Norfolk County staff liked that spot since it was close to a walking trail and the large arena parking lot.
But the news “created quite the little uproar in Delhi,” Kin Club president Brent Stefan told council on Tuesday, with residents worried about noise, increased traffic and street parking, and poor drainage at the arena site.
With help from county staff, the Kin Club pivoted to an industrial area overgrown with brush south of Argyle Avenue, behind a countyowned bulk water filling station.
“It’s just sitting there, so we’re thinking let’s make this into a green space,” Stefan said.

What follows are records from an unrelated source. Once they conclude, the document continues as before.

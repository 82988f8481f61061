//! Inhomogeneous Poisson sampling over a piecewise-constant intensity.
//!
//! Car positions for macro→micro conversion are drawn by time-rescaling: a
//! unit-rate exponential variate is added to the running integral of the
//! intensity, and the next point is where the integral reaches that value.

use hy_core::SimRng;

/// Bound on consecutive rejected candidates in [`poisson_points`].
const MAX_REJECTIONS: usize = 10_000;

// ── PiecewiseIntensity ────────────────────────────────────────────────────────

/// Intensity that is constant on cells of width `dx` starting at 0, and
/// equal to `beyond` past the last cell.
#[derive(Clone, Debug, PartialEq)]
pub struct PiecewiseIntensity {
    dx:     f64,
    data:   Vec<f64>,
    beyond: f64,
    /// `cumulative[i]` is the integral over `[0, i·dx]`; length `data.len() + 1`.
    cumulative: Vec<f64>,
}

impl PiecewiseIntensity {
    pub fn new(dx: f64, data: Vec<f64>, beyond: f64) -> Self {
        debug_assert!(dx > 0.0);
        debug_assert!(data.iter().all(|&d| d >= 0.0 && d.is_finite()));
        let mut cumulative = Vec::with_capacity(data.len() + 1);
        let mut sum = 0.0;
        cumulative.push(sum);
        for &d in &data {
            sum += d * dx;
            cumulative.push(sum);
        }
        Self { dx, data, beyond, cumulative }
    }

    #[inline]
    pub fn len(&self) -> usize {
        self.data.len()
    }

    #[inline]
    pub fn is_empty(&self) -> bool {
        self.data.is_empty()
    }

    /// Extent of the cell data, `len · dx`.
    #[inline]
    pub fn extent(&self) -> f64 {
        self.data.len() as f64 * self.dx
    }

    /// Integral over the whole cell data.
    #[inline]
    pub fn total(&self) -> f64 {
        self.cumulative[self.data.len()]
    }

    /// `∫₀ˣ λ`.
    pub fn integrate(&self, x: f64) -> f64 {
        let x = x.max(0.0);
        if x >= self.extent() {
            return self.total() + (x - self.extent()) * self.beyond;
        }
        let cell = ((x / self.dx) as usize).min(self.data.len() - 1);
        self.cumulative[cell] + (x - cell as f64 * self.dx) * self.data[cell]
    }

    /// Smallest `x` with `∫₀ˣ λ = v`, or `None` if the integral never gets
    /// there.
    pub fn inv_integrate(&self, v: f64) -> Option<f64> {
        let v = v.max(0.0);
        if v > self.total() {
            if self.beyond <= 0.0 {
                return None;
            }
            return Some(self.extent() + (v - self.total()) / self.beyond);
        }
        // First cell whose cumulative end reaches v and that has positive
        // intensity; zero-intensity cells are skipped over.
        let cell = self.cumulative[1..].partition_point(|&c| c < v);
        let cell = (cell..self.data.len()).find(|&i| self.data[i] > 0.0)?;
        let local = (v - self.cumulative[cell]).max(0.0) / self.data[cell];
        Some(cell as f64 * self.dx + local.min(self.dx))
    }
}

// ── InhomogeneousPoisson ──────────────────────────────────────────────────────

/// Point process over a [`PiecewiseIntensity`].
///
/// Cloning captures the process state, so a caller can draw a candidate
/// and discard it by restoring the clone.
#[derive(Clone, Debug)]
pub struct InhomogeneousPoisson<'a> {
    intensity: &'a PiecewiseIntensity,
    /// Integrated intensity at the last point.
    arg:       f64,
    /// Last point.
    pub t:     f64,
}

impl<'a> InhomogeneousPoisson<'a> {
    pub fn new(start: f64, intensity: &'a PiecewiseIntensity) -> Self {
        Self { intensity, arg: intensity.integrate(start), t: start }
    }

    /// Draw the next point, or `None` if the intensity is exhausted.
    pub fn next(&mut self, rng: &mut SimRng) -> Option<f64> {
        let arg = self.arg + rng.exponential();
        let t = self.intensity.inv_integrate(arg)?;
        self.arg = arg;
        self.t = t;
        Some(t)
    }
}

/// Up to `quota` points in `[start, end)` with consecutive points at least
/// `sep` apart.
///
/// A candidate too close to the previous accepted point is discarded and a
/// fresh one drawn from the same process state; earlier points are never
/// revised.
pub fn poisson_points(
    start: f64,
    end: f64,
    quota: usize,
    sep: f64,
    intensity: &PiecewiseIntensity,
    rng: &mut SimRng,
) -> Vec<f64> {
    let mut process = InhomogeneousPoisson::new(start, intensity);
    let mut points = Vec::new();

    let Some(mut candidate) = process.next(rng) else {
        return points;
    };
    while points.len() < quota && candidate < end {
        points.push(candidate);

        let mut accepted = None;
        for _ in 0..MAX_REJECTIONS {
            let saved = process.clone();
            match process.next(rng) {
                None => break,
                Some(c) if c - candidate >= sep => {
                    accepted = Some(c);
                    break;
                }
                Some(_) => process = saved,
            }
        }
        match accepted {
            Some(c) => candidate = c,
            None => {
                log::debug!("poisson sampling stopped at {candidate:.1} m with {} of {quota} points", points.len());
                break;
            }
        }
    }
    points
}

The new dog park would be bordered by a walking trail, a former landfill and industrial land.
“So there shouldn’t be any noise complaints,” Stefan said.
Council heard several subdivisions have gone up near Argyle Avenue within the past decade, bringing dog owners closer to the new proposed park site.
The dog park would go at the south end of the lot, leaving room for a skate park and multi-purpose courts at the other end, Stefan said.
“We can utilize this land appropriately and bring in a park that Delhi is desperately needing and has been asking for,” he told councillors.
“There’s a ton more opportunities that we can do with this land in the future.”
Stefan also asked council to consider turning an adjacent strip of land that the county’s roads department currently uses for dumping snow and parking snowplows into a parking lot for the dog park.
The original dog park would have cost about $28,000 to install, with the county and the service club splitting the cost down the middle.
Bill Cridland, Norfolk’s general manager of community services, told The Spectator the county’s financial commitment remains at $14,000, and any extra costs for the new site will be covered by the Kin Club.
Stefan said the club has some money in hand and would seek grants for the rest.
Cridland called the new location “a good news story” for residents and said work on the park could be completed this year, pending final approval from council.